Iowa Church Using Hallucinogen During Services Denied Tax-Exempt Status

The IRS has defended its decision to deny tax-exempt status to an Iowa church that uses the hallucinogenic drug ayahuasca in its services and ceremonies.

The Iowaska Church of Healing applied for tax-exempt status with the IRS in January 2019. The church was formed in September 2018, according to state records, and listed the home of one of its co-founders, Admir Dado Kantarevic, as its address.

The church, which had as many as 20 members at one time, holds a "Sacrament of Ayahuasca." Its members use the hallucinogenic for spiritual, physical and emotional healing as well as to develop a psychic and spiritual connection to the divine.

Numerous other Native American cultures have used ayahuasca for similar purposes. But even though Kantarevic said that he never conducted any such ceremonies at his home or elsewhere in the state, the substance remains illegal in the United States.

ayahuasca church denied tax exempt status IRS
The IRS has defended its decision to deny tax-exempt status to a church that uses the hallucinogenic drug ayahuasca in its services and ceremonies. In this photo, a healer in La Calera, Cundinamarca department, Colombia begins a ceremony by pouring Yage, a mixture of ayahuasca and a psychoactive bush. Both are used in traditional indigenous rituals of spiritual and physical healing which are more difficult to obtain in countries where the plants are considered as drugs. Eitan Abramovich / AFP/Getty Images

After the IRS initially denied the church tax-exempt status, the church's co-founders sought an expedited appeal in April, with the assistance of Republican Senator Chuck Grassley's office. But the federal tax agency sent a final letter re-affirming its decision last June.

The IRS' final decision said it denied the church's tax-exempt status "for multiple reasons," including the fact that ayahuasca use is illegal. The IRS also said the church is "not a church or a convention or association of churches" as defined by federal tax regulations, The Iowa Capital Dispatch reported.

Ayahuasca, also known as dimethyltryptamine or DMT, is a Schedule I drug, meaning that the Drug Enforcement Administration (DEA) considers it as having no currently accepted medical use and a high potential for abuse.

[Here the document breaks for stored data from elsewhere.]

//! CBOR serialization of persisted records.

use crate::error::{CodecError, CodecResult};
use serde::de::DeserializeOwned;
use serde::Serialize;

/// Serializes a record to CBOR bytes.
pub fn encode_record<T: Serialize>(record: &T) -> CodecResult<Vec<u8>> {
    let mut buffer = Vec::new();
    ciborium::into_writer(record, &mut buffer)
        .map_err(|e| CodecError::encoding_failed(e.to_string()))?;
    Ok(buffer)
}

/// Deserializes a record from CBOR bytes.
pub fn decode_record<T: DeserializeOwned>(bytes: &[u8]) -> CodecResult<T> {
    ciborium::from_reader(bytes).map_err(|e| CodecError::decoding_failed(e.to_string()))
}
//! In-memory storage backend.

use crate::backend::StorageBackend;
use crate::error::{StorageError, StorageResult};
use parking_lot::Mutex;
use std::sync::Arc;

#[derive(Debug, Default)]
struct Inner {
    data: Vec<u8>,
    fail_next_append: Option<usize>,
    fail_next_sync: bool,
    syncs: u64,
}

/// An in-memory storage backend.
///
/// Clones share the same buffer, so a test can keep a handle to inspect
/// the bytes or arm faults after the backend has been moved into a store.
///
/// # Example
///
/// ```rust
/// use driftdb_storage::{InMemoryBackend, StorageBackend};
///
/// let mut backend = InMemoryBackend::new();
/// let observer = backend.clone();
/// backend.append(b"frame").unwrap();
/// assert_eq!(observer.data(), b"frame");
/// ```
#[derive(Debug, Clone, Default)]
pub struct InMemoryBackend {
    inner: Arc<Mutex<Inner>>,
}

impl InMemoryBackend {
    /// Creates a new empty backend.
    #[must_use]
    pub fn new() -> Self {
        Self::default()
    }

    /// Creates a backend holding pre-existing bytes.
    ///
    /// Useful for recovery tests.
    #[must_use]
    pub fn with_data(data: Vec<u8>) -> Self {
        Self {
            inner: Arc::new(Mutex::new(Inner {
                data,
                ..Inner::default()
            })),
        }
    }

    /// Returns a copy of the stored bytes.
    #[must_use]
    pub fn data(&self) -> Vec<u8> {
        self.inner.lock().data.clone()
    }

    /// Replaces the stored bytes, e.g. to simulate on-disk corruption.
    pub fn set_data(&self, data: Vec<u8>) {
        self.inner.lock().data = data;
    }

    /// Makes the next `append` fail after writing `written` bytes of its
    /// input, leaving a torn tail.
    pub fn fail_next_append(&self, written: usize) {
        self.inner.lock().fail_next_append = Some(written);
    }

    /// Makes the next `sync` fail.
    pub fn fail_next_sync(&self) {
        self.inner.lock().fail_next_sync = true;
    }

    /// Returns how many syncs have succeeded.
    #[must_use]
    pub fn sync_count(&self) -> u64 {
        self.inner.lock().syncs
    }
}

impl StorageBackend for InMemoryBackend {
    fn read_at(&self, offset: u64, len: usize) -> StorageResult<Vec<u8>> {
        let inner = self.inner.lock();
        let size = inner.data.len() as u64;
        let start = usize::try_from(offset).unwrap_or(usize::MAX);
        let end = start.saturating_add(len);
        if start > inner.data.len() || end > inner.data.len() {
            return Err(StorageError::ReadPastEnd { offset, len, size });
        }
        Ok(inner.data[start..end].to_vec())
    }

    fn append(&mut self, data: &[u8]) -> StorageResult<u64> {
        let mut inner = self.inner.lock();
        let offset = inner.data.len() as u64;
        if let Some(written) = inner.fail_next_append.take() {
            let torn = &data[..written.min(data.len())];
            inner.data.extend_from_slice(torn);
            return Err(StorageError::InjectedFault {
                operation: "append",
            });
        }
        inner.data.extend_from_slice(data);
        Ok(offset)
    }

    fn sync(&mut self) -> StorageResult<()> {
        let mut inner = self.inner.lock();
        if std::mem::take(&mut inner.fail_next_sync) {
            return Err(StorageError::InjectedFault { operation: "sync" });
        }
        inner.syncs += 1;
        Ok(())
    }

    fn size(&self) -> StorageResult<u64> {
        Ok(self.inner.lock().data.len() as u64)
    }

    fn replace(&mut self, data: &[u8]) -> StorageResult<()> {
        self.inner.lock().data = data.to_vec();
        Ok(())
    }

    fn truncate(&mut self, new_size: u64) -> StorageResult<()> {
        let mut inner = self.inner.lock();
        let size = inner.data.len() as u64;
        if new_size > size {
            return Err(StorageError::TruncateBeyondEnd {
                requested: new_size,
                size,
            });
        }
        inner.data.truncate(usize::try_from(new_size).unwrap_or(usize::MAX));
        Ok(())
    }
}

#[cfg(test)]
mod tests {
    use super::*;

    #[test]
    fn append_returns_offsets() {
        let mut backend = InMemoryBackend::new();
        assert_eq!(backend.append(b"hello").unwrap(), 0);
        assert_eq!(backend.append(b" world").unwrap(), 5);
        assert_eq!(backend.size().unwrap(), 11);
        assert_eq!(backend.read_all().unwrap(), b"hello world");
    }

    #[test]
    fn read_past_end_fails() {
        let mut backend = InMemoryBackend::new();
        backend.append(b"hello").unwrap();
        assert!(matches!(
            backend.read_at(3, 10),
            Err(StorageError::ReadPastEnd { .. })
        ));
        assert!(backend.read_at(5, 0).unwrap().is_empty());
    }

    #[test]
    fn clones_share_state() {
        let mut backend = InMemoryBackend::new();
        let observer = backend.clone();
        backend.append(b"abc").unwrap();
        assert_eq!(observer.data(), b"abc");
        observer.set_data(b"xy".to_vec());
        assert_eq!(backend.size().unwrap(), 2);
    }

    #[test]
    fn injected_append_failure_leaves_torn_tail() {
        let mut backend = InMemoryBackend::new();
        backend.append(b"ok").unwrap();
        backend.fail_next_append(3);
        assert!(matches!(
            backend.append(b"abcdef"),
            Err(StorageError::InjectedFault { operation: "append" })
        ));
        assert_eq!(backend.data(), b"okabc");

        // Faults fire once.
        backend.append(b"!").unwrap();
        assert_eq!(backend.data(), b"okabc!");
    }

    #[test]
    fn injected_sync_failure_fires_once() {
        let mut backend = InMemoryBackend::new();
        backend.fail_next_sync();
        assert!(backend.sync().is_err());
        backend.sync().unwrap();
        assert_eq!(backend.sync_count(), 1);
    }

    #[test]
    fn replace_swaps_contents() {
        let mut backend = InMemoryBackend::with_data(b"old frames".to_vec());
        backend.replace(b"snapshot").unwrap();
        assert_eq!(backend.data(), b"snapshot");
    }

    #[test]
    fn truncate_shrinks_only() {
        let mut backend = InMemoryBackend::with_data(b"hello world".to_vec());
        backend.truncate(5).unwrap();
        assert_eq!(backend.data(), b"hello");
        assert!(matches!(
            backend.truncate(100),
            Err(StorageError::TruncateBeyondEnd { requested: 100, size: 5 })
        ));
    }
}
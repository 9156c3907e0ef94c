#![no_main]

use libfuzzer_sys::fuzz_target;
use trace_codec::bigendian;

fuzz_target!(|data: &[u8]| {
    // Fuzz base16 decoding at a handful of offsets; must never panic
    if let Ok(text) = std::str::from_utf8(data) {
        for offset in [0usize, 1, 8, 16, 1024] {
            let _ = bigendian::decode_from_base16(text, offset);
        }

        // Valid decodes must re-encode to the same window
        if let Ok(value) = bigendian::decode_from_base16(text, 0) {
            let mut round = String::new();
            bigendian::encode_to_base16(value, &mut round);
            let window: String = text.chars().take(bigendian::LONG_BASE16).collect();
            assert_eq!(round, window);
        }
    }

    // Byte decoding is bounds-checked, never panics
    let _ = bigendian::decode_from_bytes(data, 0);
    let _ = bigendian::decode_from_bytes(data, data.len());
});
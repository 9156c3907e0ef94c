//! # Trace Codec
//!
//! Allocation-free big-endian and base16 transcoding for 64-bit tracing
//! identifiers.
//!
//! Distributed-tracing systems build their trace and span IDs from one or
//! two 64-bit fields, carried on the wire as raw big-endian bytes and in
//! text headers as lowercase hex. This crate provides the codec for exactly
//! that shape: 8 big-endian bytes or 16 lowercase base16 characters, read
//! and written at caller-supplied offsets into caller-owned buffers.
//!
//! ## Components
//! - **Core**: the `core::bigendian` codec (bytes and base16, both directions)
//! - **Errors**: size and character diagnostics with stable message text
//!
//! ## Guarantees
//! - Big-endian byte order, most significant byte first
//! - Lowercase-only hex; uppercase input is rejected, never coerced
//! - Size checks run before any buffer mutation or read
//! - Pure synchronous functions; safe for concurrent use on disjoint regions
//!
//! ## Example
//! ```rust
//! use trace_codec::core::bigendian;
//!
//! let mut bytes = [0u8; bigendian::LONG_BYTES];
//! bigendian::encode_to_bytes(0x1213141516171819, &mut bytes, 0)?;
//! assert_eq!(bytes, [0x12, 0x13, 0x14, 0x15, 0x16, 0x17, 0x18, 0x19]);
//!
//! let mut hex = String::with_capacity(bigendian::LONG_BASE16);
//! bigendian::encode_to_base16(0x1213141516171819, &mut hex);
//! assert_eq!(hex, "1213141516171819");
//!
//! assert_eq!(bigendian::decode_from_base16(&hex, 0)?, 0x1213141516171819);
//! # Ok::<(), trace_codec::error::CodecError>(())
//! ```

pub mod core;
pub mod error;

// Re-export the common entry points at the crate root
pub use crate::core::bigendian;
pub use crate::error::{CodecError, Result, SpanContextParseError};
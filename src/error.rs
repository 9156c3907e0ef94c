//! # Error Types
//!
//! Error handling for the identifier codec.
//!
//! This module defines the error variants raised by the codec plus the
//! parse-failure type used by propagation layers above it.
//!
//! ## Error Categories
//! - **Size Errors**: a byte or character region cannot hold a full value
//!   at the requested offset
//! - **Character Errors**: a non-lowercase-hex character encountered while
//!   decoding base16 text
//! - **Parse Errors**: higher-level propagation-context parse failures
//!   wrapping a message and an optional cause
//!
//! The codec never logs, retries, or substitutes defaults; every failure is
//! reported synchronously to the immediate caller.
//!
//! ## Message Compatibility
//! The `Display` text of [`CodecError`] is a stable contract: dependent
//! error-matching code relies on the literal strings, so they must not be
//! reworded. The literals live in [`constants`].

use serde::{Deserialize, Serialize};
use thiserror::Error;

/// Error message constants to keep the literal codec diagnostics in one place.
/// These strings are matched by dependent code and must stay byte-identical.
pub mod constants {
    /// Byte region shorter than 8 bytes past the requested offset
    pub const ERR_ARRAY_TOO_SMALL: &str = "array too small";

    /// Character region shorter than 16 characters past the requested offset
    pub const ERR_CHARS_TOO_SMALL: &str = "chars too small";

    /// Prefix for the invalid-character diagnostic; the offending character
    /// is appended verbatim
    pub const ERR_INVALID_CHARACTER: &str = "invalid character ";
}

// CodecError is the primary error type for all codec operations
#[derive(Error, Debug, Clone, Copy, PartialEq, Eq, Serialize, Deserialize)]
pub enum CodecError {
    #[error("{}", constants::ERR_ARRAY_TOO_SMALL)]
    ArrayTooSmall,

    #[error("{}", constants::ERR_CHARS_TOO_SMALL)]
    CharsTooSmall,

    #[error("{}{0}", constants::ERR_INVALID_CHARACTER)]
    InvalidCharacter(char),
}

/// Type alias for Results using CodecError
pub type Result<T> = std::result::Result<T, CodecError>;

/// Parse failure raised by propagation layers when a serialized span
/// context cannot be decoded.
///
/// Carries a human-readable message and, optionally, the lower-level error
/// that triggered it (typically a [`CodecError`] or an I/O error). The
/// cause is exposed through [`std::error::Error::source`].
#[derive(Error, Debug)]
#[error("{message}")]
pub struct SpanContextParseError {
    message: String,
    #[source]
    cause: Option<Box<dyn std::error::Error + Send + Sync>>,
}

impl SpanContextParseError {
    /// Create a parse error with a message only
    pub fn new(message: impl Into<String>) -> Self {
        Self {
            message: message.into(),
            cause: None,
        }
    }

    /// Create a parse error wrapping an underlying cause
    pub fn with_cause(
        message: impl Into<String>,
        cause: impl Into<Box<dyn std::error::Error + Send + Sync>>,
    ) -> Self {
        Self {
            message: message.into(),
            cause: Some(cause.into()),
        }
    }

    /// The human-readable failure message
    pub fn message(&self) -> &str {
        &self.message
    }
}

In February 2019, the church sought a religious exemption from the DEA, but the DEA provided "no substantive response" to the request, the Dispatch reported.

The church eventually sued the IRS in October, seeking a judicial review of the tax agency's decision. This week, the IRS issued a court filing in the case standing by its final decision.

The church said the IRS' denial violated a unanimously decided 2006 Supreme Court decision allowing members of a New Mexico church to use ayahuasca as a way of expressing religious freedom.

In that case, the church sued the DEA, claiming that the DEA's confiscation of a Brazilian ayahuasca shipment address to the church violated the 1993 Religious Freedom Restoration Act (RFRA).

RFRA says the government can't substantially burden a person's exercise of religion without provably furthering a compelling government interest in the least restrictive way possible.

In the 2006 case, the Supreme Court said that the DEA failed to prove that the hallucinogenic would harm the church's members or lead to the substance being abused in a non-religious way.

The ruling compared ayahuasca to peyote, a hallucinogenic that also contains mescaline, a substance criminalized by the DEA. The U.S. has allowed Native American tribes to legally use the substance for decades in their religious rituals.

The court review of the church's case remains ongoing.